GIVEN ENTRIES:
//! Opportunity sizing, quote simulation and the go/no-go decision

pub mod equalizer;
pub mod profit_calculator;
pub mod quote_fetcher;

pub use equalizer::{Direction, EqualizationSolver, Opportunity};
pub use profit_calculator::{ProfitabilityEvaluator, Projection, TradeDecision};
pub use quote_fetcher::QuoteSimulator;
//! Swap notifications from both pairs over one WebSocket subscription

use std::sync::Arc;

use alloy::primitives::Address;
use alloy::providers::Provider;
use alloy::rpc::types::Filter;
use alloy::sol_types::SolEvent;
use eyre::{eyre, Result};
use futures::StreamExt;

use crate::dex::uniswap_v2::IUniswapV2Pair;
use crate::dex::Side;
use crate::trader::EventGate;

/// Which side a log came from, by emitting pair address
pub fn side_for(emitter: Address, pairs: [Address; 2]) -> Option<Side> {
    if emitter == pairs[Side::A.index()] {
        Some(Side::A)
    } else if emitter == pairs[Side::B.index()] {
        Some(Side::B)
    } else {
        None
    }
}

pub fn swap_filter(pairs: [Address; 2]) -> Filter {
    Filter::new()
        .address(pairs.to_vec())
        .event_signature(IUniswapV2Pair::Swap::SIGNATURE_HASH)
}

/// Forward every swap on either pair to the gate. Each notification runs on
/// its own task so one arriving mid-cycle reaches the gate and is dropped
/// there. Returns only when the subscription ends.
pub async fn watch_swaps<P: Provider>(provider: &P, pairs: [Address; 2], gate: Arc<EventGate>) -> Result<()> {
    let subscription = provider.subscribe_logs(&swap_filter(pairs)).await?;
    let mut stream = subscription.into_stream();

    tracing::info!("watching swaps on A {} and B {}", pairs[0], pairs[1]);

    while let Some(log) = stream.next().await {
        let Some(side) = side_for(log.address(), pairs) else {
            tracing::debug!("ignoring log from {}", log.address());
            continue;
        };

        tracing::debug!(
            "swap on {} in block {:?} tx {:?} (gate {:?})",
            side,
            log.block_number,
            log.transaction_hash,
            gate.state()
        );

        let gate = gate.clone();
        tokio::spawn(async move {
            // outcome and failures are logged by the gate
            let _ = gate.notify(side).await;
        });
    }

    Err(eyre!("swap subscription closed"))
}

#[cfg(test)]
mod tests {
    use super::*;

    #[test]
    fn test_side_for_maps_emitters() {
        let pairs = [Address::repeat_byte(0xa1), Address::repeat_byte(0xb2)];
        assert_eq!(side_for(pairs[0], pairs), Some(Side::A));
        assert_eq!(side_for(pairs[1], pairs), Some(Side::B));
        assert_eq!(side_for(Address::ZERO, pairs), None);
    }

    #[test]
    fn test_filter_targets_both_pairs() {
        let pairs = [Address::repeat_byte(0xa1), Address::repeat_byte(0xb2)];
        let filter = swap_filter(pairs);
        assert!(filter.address.matches(&pairs[0]));
        assert!(filter.address.matches(&pairs[1]));
        assert!(!filter.address.matches(&Address::ZERO));
    }
}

YOUR OBJECTIVE: Write out the records. Leave nothing out and change nothing.

REPLY:
//! Opportunity sizing, quote simulation and the go/no-go decision

pub mod equalizer;
pub mod profit_calculator;
pub mod quote_fetcher;

pub use equalizer::{Direction, EqualizationSolver, Opportunity};
pub use profit_calculator::{ProfitabilityEvaluator, Projection, TradeDecision};
pub use quote_fetcher::QuoteSimulator;
//! Swap notifications from both pairs over one WebSocket subscription

use std::sync::Arc;

use alloy::primitives::Address;
use alloy::providers::Provider;
use alloy::rpc::types::Filter;
use alloy::sol_types::SolEvent;
use eyre::{eyre, Result};
use futures::StreamExt;

use crate::dex::uniswap_v2::IUniswapV2Pair;
use crate::dex::Side;
use crate::trader::EventGate;

/// Which side a log came from, by emitting pair address
pub fn side_for(emitter: Address, pairs: [Address; 2]) -> Option<Side> {
    if emitter == pairs[Side::A.index()] {
        Some(Side::A)
    } else if emitter == pairs[Side::B.index()] {
        Some(Side::B)
    } else {
        None
    }
}

pub fn swap_filter(pairs: [Address; 2]) -> Filter {
    Filter::new()
        .address(pairs.to_vec())
        .event_signature(IUniswapV2Pair::Swap::SIGNATURE_HASH)
}

/// Forward every swap on either pair to the gate. Each notification runs on
/// its own task so one arriving mid-cycle reaches the gate and is dropped
/// there. Returns only when the subscription ends.
pub async fn watch_swaps<P: Provider>(provider: &P, pairs: [Address; 2], gate: Arc<EventGate>) -> Result<()> {
    let subscription = provider.subscribe_logs(&swap_filter(pairs)).await?;
    let mut stream = subscription.into_stream();

    tracing::info!("watching swaps on A {} and B {}", pairs[0], pairs[1]);

    while let Some(log) = stream.next().await {
        let Some(side) = side_for(log.address(), pairs) else {
            tracing::debug!("ignoring log from {}", log.address());
            continue;
        };

        tracing::debug!(
            "swap on {} in block {:?} tx {:?} (gate {:?})",
            side,
            log.block_number,
            log.transaction_hash,
            gate.state()
        );

        let gate = gate.clone();
        tokio::spawn(async move {
            // outcome and failures are logged by the gate
            let _ = gate.notify(side).await;
        });
    }

    Err(eyre!("swap subscription closed"))
}

#[cfg(test)]
mod tests {
    use super::*;

    #[test]
    fn test_side_for_maps_emitters() {
        let pairs = [Address::repeat_byte(0xa1), Address::repeat_byte(0xb2)];
        assert_eq!(side_for(pairs[0], pairs), Some(Side::A));
        assert_eq!(side_for(pairs[1], pairs), Some(Side::B));
        assert_eq!(side_for(Address::ZERO, pairs), None);
    }

    #[test]
    fn test_filter_targets_both_pairs() {
        let pairs = [Address::repeat_byte(0xa1), Address::repeat_byte(0xb2)];
        let filter = swap_filter(pairs);
        assert!(filter.address.matches(&pairs[0]));
        assert!(filter.address.matches(&pairs[1]));
        assert!(!filter.address.matches(&Address::ZERO));
    }
}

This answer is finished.